• _YOUR TASK_: Write out, exactly as they appear, only the lines running from the line with "vector belongs to" to the final line of the listing; include both.

• _EXERCISE DATA_:
--------------------

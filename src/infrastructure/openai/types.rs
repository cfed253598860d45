//! Request and response types for the OpenAI-compatible chat and
//! embedding endpoints.

use serde::{Deserialize, Serialize};

/// Chat completion request body
#[derive(Debug, Clone, Serialize, Deserialize)]
pub struct ChatCompletionRequest {
    /// Model identifier (e.g., "gpt-4o-mini")
    pub model: String,

    /// Ordered conversation, system message first
    pub messages: Vec<WireMessage>,

    /// Sampling temperature
    pub temperature: f32,

    /// Completion token cap (optional)
    #[serde(skip_serializing_if = "Option::is_none")]
    pub max_tokens: Option<u32>,
}

/// One message on the wire: structural role plus content
#[derive(Debug, Clone, Serialize, Deserialize)]
pub struct WireMessage {
    /// "system", "user", or "assistant"
    pub role: String,

    /// Message body
    pub content: String,
}

/// Chat completion response body
#[derive(Debug, Clone, Serialize, Deserialize)]
pub struct ChatCompletionResponse {
    /// Unique completion ID
    pub id: String,

    /// Completion choices; the engine reads the first
    pub choices: Vec<WireChoice>,

    /// Token usage statistics (absent from some compatible servers)
    #[serde(default)]
    pub usage: Option<WireUsage>,
}

/// One completion choice
#[derive(Debug, Clone, Serialize, Deserialize)]
pub struct WireChoice {
    /// Choice index
    #[serde(default)]
    pub index: u32,

    /// Generated message
    pub message: WireMessage,

    /// Why generation stopped ("stop", "length", ...)
    #[serde(default)]
    pub finish_reason: Option<String>,
}

/// Token usage statistics
#[derive(Debug, Clone, Copy, Default, Serialize, Deserialize)]
pub struct WireUsage {
    #[serde(default)]
    pub prompt_tokens: u32,

    #[serde(default)]
    pub completion_tokens: u32,

    #[serde(default)]
    pub total_tokens: u32,
}

/// Embedding request body
#[derive(Debug, Clone, Serialize, Deserialize)]
pub struct EmbeddingRequest {
    /// Embedding model identifier
    pub model: String,

    /// Text to embed
    pub input: String,
}

/// Embedding response body
#[derive(Debug, Clone, Serialize, Deserialize)]
pub struct EmbeddingResponse {
    /// One entry per input; single-input requests get exactly one
    pub data: Vec<EmbeddingItem>,
}

/// One embedding vector
#[derive(Debug, Clone, Serialize, Deserialize)]
pub struct EmbeddingItem {
    /// Input index this vector belongs to
    #[serde(default)]
    pub index: u32,

    /// The embedding vector
    pub embedding: Vec<f32>,
}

--------------------

• _ANSWER BELOW_:
    /// Input index this vector belongs to
    #[serde(default)]
    pub index: u32,

    /// The embedding vector
    pub embedding: Vec<f32>,
}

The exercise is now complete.